Los «Dramitas» de Carmen Lancho: Sala Villanos, 2025

Es miércoles 17 de diciembre. La sala Villanos está repleta de personas que pretenden escuchar Dramitas: el EP y las vivencias de Carmen Lancho. La cola llega hasta casi la calle paralela de donde se sitúa la sala de conciertos. 

Texto: Sara Gallego López

@saraxgal

Foto: Javier Rodríguez Soria

@javirss_9

Con su música, Carmen Lancho nos transporta a la piel de personas con depresión, con problemas de salud mental y con quienes viven experiencias arrebatadoras con los hombres.  Entre el público se reconocen lágrimas, risas y compasión. Entre canción y canción, Carmen explica el sentido de sus letras con cierta ironía. Durante sus interpretaciones, se escuchan palabras del público apoyando y animando. En la mayoría de las canciones, ella era la única que cantaba. Entre el público, muchos conocemos su música, pero hemos preferido escuchar su voz y solo acompañarla en momentos más pegadizos en los que uno no se puede contener.

Actualmente, la artista dice haber dejado de lado en este proyecto el jazz en su música o en sus conciertos. Sin embargo, en sus canciones y en su técnica vocal, observamos influencias jazzísticas combinadas con un sonido indie o pop. Incluso cuando interpreta un bolero en “amor(bolero)” Carmen sigue manteniendo su esencia del jazz. En su técnica vocal escuchamos una gran variedad de recursos vocales. Ella combina técnica de voz de cabeza, con una voz mixta e introduciendo pecho en ciertos momentos.

El concierto es dinámico; durante los temas, los músicos suben y bajan del escenario con una copa de vino en mano. Carmen direcciona el dinamismo del concierto e improvisa. Conversa con el público para agradecer la recepción de una canción, para saber qué canción querían escuchar en el bis o para explicar que alguna canción la ha publicado a través de un TikTok, pero no sabe si grabarla y publicarla en plataformas. A pesar de estar desnudando sus emociones, la artista regala sonrisas al público tras sus interpretaciones.

El repertorio está repleto de canciones de su EP Dramitas, combinado con sencillos de este mismo año como “Aprenderás”, “No me queda energía” o “amor (bolero)”. A través de estos temas Carmen abre su pecho al público. La gran parte de las canciones están interpretadas al teclado por Carmen. Además, también se unen al concierto tres músicos para acompañar: un cello, una guitarra y, como dice ella, “el de las cosas esas raras” (los sintetizadores). En algún tema, como en “El último” los instrumentos se convierten en un elemento protagonista del concierto, creando un ambiente sonoro antes de que la artista comience a cantar, a través de la fusión de distintas técnicas con los instrumentos, ruidos, notas y sintetizadores. En “amor (bolero)” contemplamos una conversación sincera entre la guitarra y Carmen Lancho.

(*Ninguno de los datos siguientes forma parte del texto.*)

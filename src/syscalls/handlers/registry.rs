/*!
 * Registry Syscalls
 * Open and query handlers over the registry store
 *
 * Every information-class query follows the same size negotiation: the
 * required size is always written to `result_length`, then the payload is
 * written only as far as the caller's buffer allows.
 */

use bytes::BytesMut;
use tracing::{debug, warn};

use crate::core::id::Handle;
use crate::core::types::GuestAddress;
use crate::memory::{utf16_bytes, GuestPtr, GuestStruct, ObjectAttributes, UnicodeString};
use crate::registry::{self, RegistryKey};
use crate::syscalls::args::In;
use crate::syscalls::context::SyscallContext;
use crate::syscalls::types::*;

/// Resolve a key handle; any lookup failure is `STATUS_INVALID_HANDLE`
fn key_for(ctx: &SyscallContext<'_>, handle: Handle) -> Option<RegistryKey> {
    ctx.handles.get_registry_key(handle).ok()
}

// ============================================================================
// Open
// ============================================================================

pub fn nt_open_key(
    ctx: &mut SyscallContext<'_>,
    key_handle: GuestPtr<Handle>,
    _desired_access: u32,
    object_attributes: In<ObjectAttributes>,
) -> SyscallOutcome {
    open_key(ctx, key_handle, object_attributes)
}

pub fn nt_open_key_ex(
    ctx: &mut SyscallContext<'_>,
    key_handle: GuestPtr<Handle>,
    _desired_access: u32,
    object_attributes: In<ObjectAttributes>,
    _open_options: u32,
) -> SyscallOutcome {
    open_key(ctx, key_handle, object_attributes)
}

fn open_key(
    ctx: &mut SyscallContext<'_>,
    key_handle: GuestPtr<Handle>,
    object_attributes: In<ObjectAttributes>,
) -> SyscallOutcome {
    let Some(attributes) = object_attributes.into_inner() else {
        return Ok(NtStatus::INVALID_PARAMETER);
    };
    let name = ctx.read_unicode_string(attributes.object_name)?;

    let target = if attributes.root_directory.is_null() {
        registry::normalize(&name)
    } else {
        match key_for(ctx, attributes.root_directory) {
            Some(parent) => parent.join(&name),
            None => return Ok(NtStatus::INVALID_HANDLE),
        }
    };

    debug!(key = %target.display(), "opening registry key");

    let Some(key) = ctx.registry.get_key(&target) else {
        return Ok(NtStatus::OBJECT_NAME_NOT_FOUND);
    };

    let handle = ctx.handles.store(key);
    if let Err(fault) = ctx.write(key_handle, &handle) {
        ctx.handles.remove(handle);
        return Err(fault);
    }
    Ok(NtStatus::SUCCESS)
}

// ============================================================================
// Key information
// ============================================================================

pub fn nt_query_key(
    ctx: &mut SyscallContext<'_>,
    key_handle: Handle,
    class: u32,
    information: GuestAddress,
    length: u32,
    result_length: GuestPtr<u32>,
) -> SyscallOutcome {
    let Some(key) = key_for(ctx, key_handle) else {
        return Ok(NtStatus::INVALID_HANDLE);
    };
    let length = length as usize;

    match KeyInformationClass::from_raw(class) {
        Some(KeyInformationClass::Name) => {
            let name = utf16_bytes(&key.nt_name());
            let required = KeyNameInformation::required_size(name.len());
            ctx.write(result_length, &(required as u32))?;
            if required > length {
                return Ok(NtStatus::BUFFER_TOO_SMALL);
            }

            let header = KeyNameInformation {
                name_length: name.len() as u32,
            };
            let base = GuestPtr::<KeyNameInformation>::new(information);
            ctx.write(base, &header)?;
            ctx.write_bytes(base.byte_offset(KeyNameInformation::NAME_OFFSET), &name)?;
            Ok(NtStatus::SUCCESS)
        }
        Some(KeyInformationClass::HandleTags) => {
            let required = KeyHandleTagsInformation::SIZE;
            ctx.write(result_length, &(required as u32))?;
            if required > length {
                return Ok(NtStatus::BUFFER_TOO_SMALL);
            }

            // Placeholder: tags are not tracked per handle
            let info = KeyHandleTagsInformation { handle_tags: 0 };
            ctx.write(GuestPtr::new(information), &info)?;
            Ok(NtStatus::SUCCESS)
        }
        Some(KeyInformationClass::Full) => Ok(NtStatus::NOT_SUPPORTED),
        _ => {
            warn!(class, key = %key, "unsupported registry key information class");
            Err(EmulationFault::UnsupportedInformationClass {
                syscall: "NtQueryKey",
                class,
            })
        }
    }
}

// ============================================================================
// Value information
// ============================================================================

pub fn nt_query_value_key(
    ctx: &mut SyscallContext<'_>,
    key_handle: Handle,
    value_name: GuestPtr<UnicodeString>,
    class: u32,
    information: GuestAddress,
    length: u32,
    result_length: GuestPtr<u32>,
) -> SyscallOutcome {
    let Some(key) = key_for(ctx, key_handle) else {
        return Ok(NtStatus::INVALID_HANDLE);
    };
    let name = ctx.read_unicode_string(value_name)?;
    let Some(value) = ctx.registry.get_value(&key, &name) else {
        return Ok(NtStatus::OBJECT_NAME_NOT_FOUND);
    };

    let name_bytes = utf16_bytes(&value.name);
    let value_type = value.value_type.as_raw();

    let (header, trailing): (BytesMut, Vec<u8>) = match KeyValueInformationClass::from_raw(class) {
        Some(KeyValueInformationClass::Basic) => {
            let header = KeyValueBasicInformation {
                title_index: 0,
                value_type,
                name_length: name_bytes.len() as u32,
            };
            (header.to_guest_bytes(), name_bytes)
        }
        Some(KeyValueInformationClass::Partial) => {
            let header = KeyValuePartialInformation {
                title_index: 0,
                value_type,
                data_length: value.data_len() as u32,
            };
            (header.to_guest_bytes(), value.data.to_vec())
        }
        Some(KeyValueInformationClass::Full) => {
            let header = KeyValueFullInformation {
                title_index: 0,
                value_type,
                data_offset: (KeyValueFullInformation::SIZE + name_bytes.len()) as u32,
                data_length: value.data_len() as u32,
                name_length: name_bytes.len() as u32,
            };
            let mut trailing = name_bytes;
            trailing.extend_from_slice(&value.data);
            (header.to_guest_bytes(), trailing)
        }
        _ => {
            warn!(class, key = %key, value = %name, "unsupported registry value information class");
            return Err(EmulationFault::UnsupportedInformationClass {
                syscall: "NtQueryValueKey",
                class,
            });
        }
    };

    let length = length as usize;
    let required = header.len() + trailing.len();
    ctx.write(result_length, &(required as u32))?;

    // The header goes out whenever it fits, even if the payload does not
    if header.len() <= length {
        ctx.write_bytes(information, &header)?;
    }
    if required > length {
        return Ok(NtStatus::BUFFER_OVERFLOW);
    }

    ctx.write_bytes(information + header.len() as u64, &trailing)?;
    Ok(NtStatus::SUCCESS)
}

// ============================================================================
// Unsupported mutations and notifications
// ============================================================================

pub fn nt_create_key(_ctx: &mut SyscallContext<'_>) -> SyscallOutcome {
    Ok(NtStatus::NOT_SUPPORTED)
}

pub fn nt_set_information_key(_ctx: &mut SyscallContext<'_>) -> SyscallOutcome {
    Ok(NtStatus::NOT_SUPPORTED)
}

pub fn nt_enumerate_key(_ctx: &mut SyscallContext<'_>) -> SyscallOutcome {
    Ok(NtStatus::NOT_SUPPORTED)
}

/// Change notification is not modeled; the guest is told the watch is armed
pub fn nt_notify_change_key(_ctx: &mut SyscallContext<'_>) -> SyscallOutcome {
    Ok(NtStatus::SUCCESS)
}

Es necesario que una artista cuente sus vivencias y hable de la salud mental como hace Carmen. Muchas personas pueden no reconocer las emociones que están sintiendo. Cuando un artista habla de salud mental, hay oyentes que pueden sentir emociones parecidas.  Se convierte en una experiencia humana y compartida. La cantante organiza sus emociones, las representa y las comparte a través de sus canciones. También puede ser una vía de terapia para ella.

Carmen Lancho es una artista completa, ya que ha logrado que tantas personas se reúnan para escuchar Dramitas y transporten el sentido de una canción a su propio terreno. Además, ella abre un espacio a la salud mental, dejando las metáforas o muchos recursos literarios de lado para explicar sus emociones tal y como son.